> EXERCISE INSTRUCTIONS: Filter the entries down to the lines containing "reciprocity", and copy those lines.

----- RECORDS TO USE -----

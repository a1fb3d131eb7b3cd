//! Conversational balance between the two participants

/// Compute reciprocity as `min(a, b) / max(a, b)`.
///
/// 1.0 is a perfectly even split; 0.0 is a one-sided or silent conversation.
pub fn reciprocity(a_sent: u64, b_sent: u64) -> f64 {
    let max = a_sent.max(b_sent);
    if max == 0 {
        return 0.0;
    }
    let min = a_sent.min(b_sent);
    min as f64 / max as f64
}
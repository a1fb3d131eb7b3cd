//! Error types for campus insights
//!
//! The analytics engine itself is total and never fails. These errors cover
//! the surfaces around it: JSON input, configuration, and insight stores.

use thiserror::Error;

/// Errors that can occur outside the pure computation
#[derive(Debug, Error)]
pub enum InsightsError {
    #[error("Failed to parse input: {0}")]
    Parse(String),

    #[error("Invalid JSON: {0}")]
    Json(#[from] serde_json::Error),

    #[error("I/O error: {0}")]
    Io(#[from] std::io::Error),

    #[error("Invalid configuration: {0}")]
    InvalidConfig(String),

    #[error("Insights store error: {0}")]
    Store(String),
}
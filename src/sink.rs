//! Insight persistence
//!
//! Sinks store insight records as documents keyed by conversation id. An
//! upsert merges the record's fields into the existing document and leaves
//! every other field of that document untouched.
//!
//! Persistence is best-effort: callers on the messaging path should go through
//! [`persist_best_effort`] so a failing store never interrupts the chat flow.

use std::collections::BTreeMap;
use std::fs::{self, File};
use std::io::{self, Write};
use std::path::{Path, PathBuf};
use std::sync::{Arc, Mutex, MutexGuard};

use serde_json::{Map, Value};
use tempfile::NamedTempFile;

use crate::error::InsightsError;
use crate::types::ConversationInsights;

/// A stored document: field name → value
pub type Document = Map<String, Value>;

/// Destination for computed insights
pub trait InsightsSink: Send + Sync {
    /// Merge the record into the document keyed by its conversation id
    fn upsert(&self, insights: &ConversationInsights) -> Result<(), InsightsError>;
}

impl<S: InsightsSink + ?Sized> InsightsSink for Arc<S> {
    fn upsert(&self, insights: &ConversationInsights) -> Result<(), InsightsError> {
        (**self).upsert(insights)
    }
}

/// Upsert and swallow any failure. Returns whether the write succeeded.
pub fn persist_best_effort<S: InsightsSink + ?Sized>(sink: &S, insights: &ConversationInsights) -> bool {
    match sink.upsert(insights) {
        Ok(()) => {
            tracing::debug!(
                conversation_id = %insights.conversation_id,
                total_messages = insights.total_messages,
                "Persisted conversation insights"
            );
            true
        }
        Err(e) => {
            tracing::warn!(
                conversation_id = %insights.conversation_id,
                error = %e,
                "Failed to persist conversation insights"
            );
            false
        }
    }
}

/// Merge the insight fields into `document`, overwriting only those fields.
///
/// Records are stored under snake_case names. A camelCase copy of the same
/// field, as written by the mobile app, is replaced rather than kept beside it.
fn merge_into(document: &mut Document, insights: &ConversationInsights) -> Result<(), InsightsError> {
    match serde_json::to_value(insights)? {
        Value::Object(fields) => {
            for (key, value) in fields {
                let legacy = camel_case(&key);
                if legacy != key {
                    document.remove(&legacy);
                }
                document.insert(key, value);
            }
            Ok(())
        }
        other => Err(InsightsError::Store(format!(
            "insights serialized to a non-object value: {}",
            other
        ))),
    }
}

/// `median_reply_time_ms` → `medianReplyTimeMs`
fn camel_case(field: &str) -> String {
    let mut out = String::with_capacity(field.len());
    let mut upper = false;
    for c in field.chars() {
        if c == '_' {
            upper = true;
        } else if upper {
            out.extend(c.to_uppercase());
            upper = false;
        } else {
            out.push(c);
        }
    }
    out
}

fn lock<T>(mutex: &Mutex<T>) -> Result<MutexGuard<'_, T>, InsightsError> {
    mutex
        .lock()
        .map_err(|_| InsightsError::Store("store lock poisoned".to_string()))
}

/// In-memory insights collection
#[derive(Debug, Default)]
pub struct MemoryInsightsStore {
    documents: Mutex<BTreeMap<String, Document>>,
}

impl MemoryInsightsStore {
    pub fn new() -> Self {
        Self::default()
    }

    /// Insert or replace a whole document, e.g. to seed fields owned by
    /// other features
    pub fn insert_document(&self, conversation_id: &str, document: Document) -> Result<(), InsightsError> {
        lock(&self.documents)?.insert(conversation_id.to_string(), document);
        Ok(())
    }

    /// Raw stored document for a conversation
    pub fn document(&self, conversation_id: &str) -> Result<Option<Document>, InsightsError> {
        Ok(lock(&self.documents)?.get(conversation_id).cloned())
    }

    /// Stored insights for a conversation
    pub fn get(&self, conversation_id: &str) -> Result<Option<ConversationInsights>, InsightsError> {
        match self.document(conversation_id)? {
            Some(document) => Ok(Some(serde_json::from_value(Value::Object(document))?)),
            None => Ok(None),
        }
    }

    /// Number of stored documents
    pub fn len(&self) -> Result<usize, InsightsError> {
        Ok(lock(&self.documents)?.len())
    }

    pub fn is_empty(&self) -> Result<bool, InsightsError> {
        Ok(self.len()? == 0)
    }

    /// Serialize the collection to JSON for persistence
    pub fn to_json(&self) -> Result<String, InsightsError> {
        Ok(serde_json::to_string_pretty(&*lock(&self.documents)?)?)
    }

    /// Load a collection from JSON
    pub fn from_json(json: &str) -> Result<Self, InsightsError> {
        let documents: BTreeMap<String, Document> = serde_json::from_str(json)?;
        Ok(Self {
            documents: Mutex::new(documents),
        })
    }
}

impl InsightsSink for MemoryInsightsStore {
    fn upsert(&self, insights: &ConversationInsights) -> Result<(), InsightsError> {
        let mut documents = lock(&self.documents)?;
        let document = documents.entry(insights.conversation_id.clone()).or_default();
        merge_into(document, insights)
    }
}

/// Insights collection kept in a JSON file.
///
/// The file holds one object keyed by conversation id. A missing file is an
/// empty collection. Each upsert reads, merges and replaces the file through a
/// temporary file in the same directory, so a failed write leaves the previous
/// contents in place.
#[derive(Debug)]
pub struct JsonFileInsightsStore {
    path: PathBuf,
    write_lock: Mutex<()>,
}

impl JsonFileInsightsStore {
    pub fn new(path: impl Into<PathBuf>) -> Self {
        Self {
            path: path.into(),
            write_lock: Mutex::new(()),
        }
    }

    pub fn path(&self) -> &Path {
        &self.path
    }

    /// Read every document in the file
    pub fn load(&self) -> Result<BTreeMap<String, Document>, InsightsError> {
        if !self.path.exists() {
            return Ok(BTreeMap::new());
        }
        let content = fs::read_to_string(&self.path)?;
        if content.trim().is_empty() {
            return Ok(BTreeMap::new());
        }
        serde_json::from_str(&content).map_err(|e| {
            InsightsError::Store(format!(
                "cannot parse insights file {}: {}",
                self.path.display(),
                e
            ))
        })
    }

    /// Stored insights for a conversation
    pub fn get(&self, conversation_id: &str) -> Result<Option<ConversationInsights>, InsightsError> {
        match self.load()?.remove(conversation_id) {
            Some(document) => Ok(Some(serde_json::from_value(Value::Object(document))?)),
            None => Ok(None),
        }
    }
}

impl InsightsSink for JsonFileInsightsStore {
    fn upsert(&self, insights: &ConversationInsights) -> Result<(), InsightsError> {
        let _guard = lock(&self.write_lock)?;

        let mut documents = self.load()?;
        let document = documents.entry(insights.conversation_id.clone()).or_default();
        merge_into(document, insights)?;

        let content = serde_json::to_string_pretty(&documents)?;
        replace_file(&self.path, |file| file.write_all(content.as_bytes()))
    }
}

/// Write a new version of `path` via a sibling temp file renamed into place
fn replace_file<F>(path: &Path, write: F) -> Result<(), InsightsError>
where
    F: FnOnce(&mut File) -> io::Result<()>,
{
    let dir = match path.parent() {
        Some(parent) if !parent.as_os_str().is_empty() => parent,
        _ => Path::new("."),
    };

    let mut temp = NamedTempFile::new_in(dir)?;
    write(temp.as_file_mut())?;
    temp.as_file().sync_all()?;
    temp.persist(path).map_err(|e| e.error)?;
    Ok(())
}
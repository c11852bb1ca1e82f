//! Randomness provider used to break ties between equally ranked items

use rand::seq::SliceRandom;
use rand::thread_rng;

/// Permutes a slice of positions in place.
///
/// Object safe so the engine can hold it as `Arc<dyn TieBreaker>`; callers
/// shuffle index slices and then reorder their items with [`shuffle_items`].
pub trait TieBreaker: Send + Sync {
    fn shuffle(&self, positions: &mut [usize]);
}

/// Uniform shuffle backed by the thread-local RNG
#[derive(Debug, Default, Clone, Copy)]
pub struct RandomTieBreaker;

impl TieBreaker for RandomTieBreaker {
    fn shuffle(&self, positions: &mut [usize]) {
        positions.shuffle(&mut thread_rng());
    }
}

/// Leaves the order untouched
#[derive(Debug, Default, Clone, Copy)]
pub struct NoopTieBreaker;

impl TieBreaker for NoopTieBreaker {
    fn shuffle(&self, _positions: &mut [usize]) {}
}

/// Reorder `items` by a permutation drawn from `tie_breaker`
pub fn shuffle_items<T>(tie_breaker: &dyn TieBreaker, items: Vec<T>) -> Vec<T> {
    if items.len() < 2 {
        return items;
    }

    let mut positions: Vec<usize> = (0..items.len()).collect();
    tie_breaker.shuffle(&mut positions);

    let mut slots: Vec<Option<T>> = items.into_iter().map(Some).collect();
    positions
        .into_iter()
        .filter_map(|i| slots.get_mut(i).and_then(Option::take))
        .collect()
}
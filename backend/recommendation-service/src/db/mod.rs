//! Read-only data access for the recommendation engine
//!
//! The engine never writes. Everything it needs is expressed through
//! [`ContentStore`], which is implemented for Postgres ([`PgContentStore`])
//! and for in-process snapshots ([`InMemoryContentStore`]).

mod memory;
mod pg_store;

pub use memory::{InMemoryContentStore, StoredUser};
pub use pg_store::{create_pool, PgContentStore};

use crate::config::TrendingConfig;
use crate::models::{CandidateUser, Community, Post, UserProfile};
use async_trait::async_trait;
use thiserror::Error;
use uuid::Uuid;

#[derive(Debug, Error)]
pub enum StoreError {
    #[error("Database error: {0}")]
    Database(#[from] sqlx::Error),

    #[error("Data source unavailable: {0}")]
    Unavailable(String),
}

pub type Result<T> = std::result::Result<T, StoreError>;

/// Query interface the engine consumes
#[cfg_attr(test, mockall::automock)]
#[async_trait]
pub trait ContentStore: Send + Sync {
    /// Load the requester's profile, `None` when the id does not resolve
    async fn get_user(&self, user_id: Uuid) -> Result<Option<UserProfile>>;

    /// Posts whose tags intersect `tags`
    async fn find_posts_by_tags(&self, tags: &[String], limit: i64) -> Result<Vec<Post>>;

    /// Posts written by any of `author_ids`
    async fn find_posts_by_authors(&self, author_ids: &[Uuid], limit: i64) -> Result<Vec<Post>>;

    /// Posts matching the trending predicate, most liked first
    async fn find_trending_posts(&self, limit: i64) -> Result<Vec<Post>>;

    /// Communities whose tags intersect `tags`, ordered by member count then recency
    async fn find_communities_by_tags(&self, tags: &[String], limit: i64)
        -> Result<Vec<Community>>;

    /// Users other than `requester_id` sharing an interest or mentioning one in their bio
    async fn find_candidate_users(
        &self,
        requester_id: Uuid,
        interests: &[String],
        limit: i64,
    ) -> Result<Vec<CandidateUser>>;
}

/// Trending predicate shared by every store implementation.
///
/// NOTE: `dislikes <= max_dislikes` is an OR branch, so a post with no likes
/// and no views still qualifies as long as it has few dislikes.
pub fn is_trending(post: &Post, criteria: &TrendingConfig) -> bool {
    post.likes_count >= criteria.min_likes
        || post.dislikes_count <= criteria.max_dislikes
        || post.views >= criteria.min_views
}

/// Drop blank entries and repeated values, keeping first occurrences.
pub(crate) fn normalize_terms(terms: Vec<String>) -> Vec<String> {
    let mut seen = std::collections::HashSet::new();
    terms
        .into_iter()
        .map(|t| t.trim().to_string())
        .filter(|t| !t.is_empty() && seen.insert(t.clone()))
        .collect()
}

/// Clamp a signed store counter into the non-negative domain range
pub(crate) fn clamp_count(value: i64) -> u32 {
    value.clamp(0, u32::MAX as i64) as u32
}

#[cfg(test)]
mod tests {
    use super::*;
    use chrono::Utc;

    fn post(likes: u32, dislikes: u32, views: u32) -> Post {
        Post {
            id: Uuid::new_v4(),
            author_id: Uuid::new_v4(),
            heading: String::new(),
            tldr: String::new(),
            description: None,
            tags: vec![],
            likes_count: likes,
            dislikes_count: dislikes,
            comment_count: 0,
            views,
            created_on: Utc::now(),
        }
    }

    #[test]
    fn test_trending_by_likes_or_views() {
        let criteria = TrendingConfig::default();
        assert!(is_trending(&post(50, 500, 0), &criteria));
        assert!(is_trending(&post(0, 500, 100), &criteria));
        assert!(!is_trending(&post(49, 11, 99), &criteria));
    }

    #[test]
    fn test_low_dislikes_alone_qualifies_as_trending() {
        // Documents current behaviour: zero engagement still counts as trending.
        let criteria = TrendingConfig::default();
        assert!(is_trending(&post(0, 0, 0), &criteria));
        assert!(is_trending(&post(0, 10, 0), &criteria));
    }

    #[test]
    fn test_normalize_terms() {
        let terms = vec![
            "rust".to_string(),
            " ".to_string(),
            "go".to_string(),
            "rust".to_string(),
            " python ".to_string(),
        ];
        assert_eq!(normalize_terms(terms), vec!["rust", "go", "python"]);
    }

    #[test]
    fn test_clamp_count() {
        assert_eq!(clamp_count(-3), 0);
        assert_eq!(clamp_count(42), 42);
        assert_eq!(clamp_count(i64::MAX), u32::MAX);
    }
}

-----
----- RECORDS TO USE -----

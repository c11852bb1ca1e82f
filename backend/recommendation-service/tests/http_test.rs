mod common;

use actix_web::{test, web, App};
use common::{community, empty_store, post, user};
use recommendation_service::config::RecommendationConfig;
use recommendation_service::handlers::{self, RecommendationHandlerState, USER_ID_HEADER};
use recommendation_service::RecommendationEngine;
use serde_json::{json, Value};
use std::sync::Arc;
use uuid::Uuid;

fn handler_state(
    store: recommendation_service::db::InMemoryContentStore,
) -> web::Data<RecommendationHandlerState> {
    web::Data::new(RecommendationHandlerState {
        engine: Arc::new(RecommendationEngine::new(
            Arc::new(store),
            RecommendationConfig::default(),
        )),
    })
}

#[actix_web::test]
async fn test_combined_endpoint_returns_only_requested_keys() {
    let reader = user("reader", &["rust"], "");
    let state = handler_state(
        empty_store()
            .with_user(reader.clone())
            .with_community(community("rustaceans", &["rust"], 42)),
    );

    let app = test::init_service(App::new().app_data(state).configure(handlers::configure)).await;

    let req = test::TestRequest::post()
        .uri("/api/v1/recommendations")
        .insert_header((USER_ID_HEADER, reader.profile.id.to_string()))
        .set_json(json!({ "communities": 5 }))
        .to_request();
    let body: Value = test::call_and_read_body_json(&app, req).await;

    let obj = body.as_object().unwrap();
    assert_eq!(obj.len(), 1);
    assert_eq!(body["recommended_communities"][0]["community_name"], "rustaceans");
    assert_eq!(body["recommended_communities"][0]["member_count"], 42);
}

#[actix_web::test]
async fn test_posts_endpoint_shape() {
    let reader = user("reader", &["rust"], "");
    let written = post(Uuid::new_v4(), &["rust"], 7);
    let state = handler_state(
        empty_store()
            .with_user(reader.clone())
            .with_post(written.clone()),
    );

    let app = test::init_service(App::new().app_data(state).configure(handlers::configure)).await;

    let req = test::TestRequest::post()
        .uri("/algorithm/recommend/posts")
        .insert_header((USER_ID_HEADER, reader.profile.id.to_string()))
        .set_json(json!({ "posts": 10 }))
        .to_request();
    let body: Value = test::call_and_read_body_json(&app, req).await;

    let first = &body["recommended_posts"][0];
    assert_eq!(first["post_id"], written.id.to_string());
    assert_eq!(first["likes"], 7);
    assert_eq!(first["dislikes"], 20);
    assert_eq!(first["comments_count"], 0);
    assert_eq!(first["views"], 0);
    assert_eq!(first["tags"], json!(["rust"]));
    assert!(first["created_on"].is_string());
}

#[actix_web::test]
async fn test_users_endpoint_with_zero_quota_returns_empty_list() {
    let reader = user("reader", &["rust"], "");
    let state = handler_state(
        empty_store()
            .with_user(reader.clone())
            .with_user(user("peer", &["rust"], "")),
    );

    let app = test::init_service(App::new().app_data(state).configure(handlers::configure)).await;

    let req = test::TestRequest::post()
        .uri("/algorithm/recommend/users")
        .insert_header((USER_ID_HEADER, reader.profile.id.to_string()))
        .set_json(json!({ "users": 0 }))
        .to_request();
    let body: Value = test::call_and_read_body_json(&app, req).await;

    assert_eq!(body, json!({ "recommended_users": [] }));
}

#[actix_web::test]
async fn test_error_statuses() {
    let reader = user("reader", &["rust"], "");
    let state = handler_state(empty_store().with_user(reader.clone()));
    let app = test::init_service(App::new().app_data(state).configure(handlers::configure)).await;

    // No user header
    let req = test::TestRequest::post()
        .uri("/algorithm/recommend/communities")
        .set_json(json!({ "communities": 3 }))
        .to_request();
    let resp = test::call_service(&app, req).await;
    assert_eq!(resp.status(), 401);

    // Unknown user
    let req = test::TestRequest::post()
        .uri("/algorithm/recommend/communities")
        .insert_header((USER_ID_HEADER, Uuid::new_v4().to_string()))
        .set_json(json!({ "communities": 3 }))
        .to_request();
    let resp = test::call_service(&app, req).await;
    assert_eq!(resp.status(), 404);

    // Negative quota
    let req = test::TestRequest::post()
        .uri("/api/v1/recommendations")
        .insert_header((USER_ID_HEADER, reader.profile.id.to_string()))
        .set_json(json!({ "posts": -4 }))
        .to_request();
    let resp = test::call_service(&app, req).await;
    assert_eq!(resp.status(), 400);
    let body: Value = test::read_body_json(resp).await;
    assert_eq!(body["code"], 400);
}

-----

> EXPECTED ANSWER:
/// Compute reciprocity as `min(a, b) / max(a, b)`.
pub fn reciprocity(a_sent: u64, b_sent: u64) -> f64 {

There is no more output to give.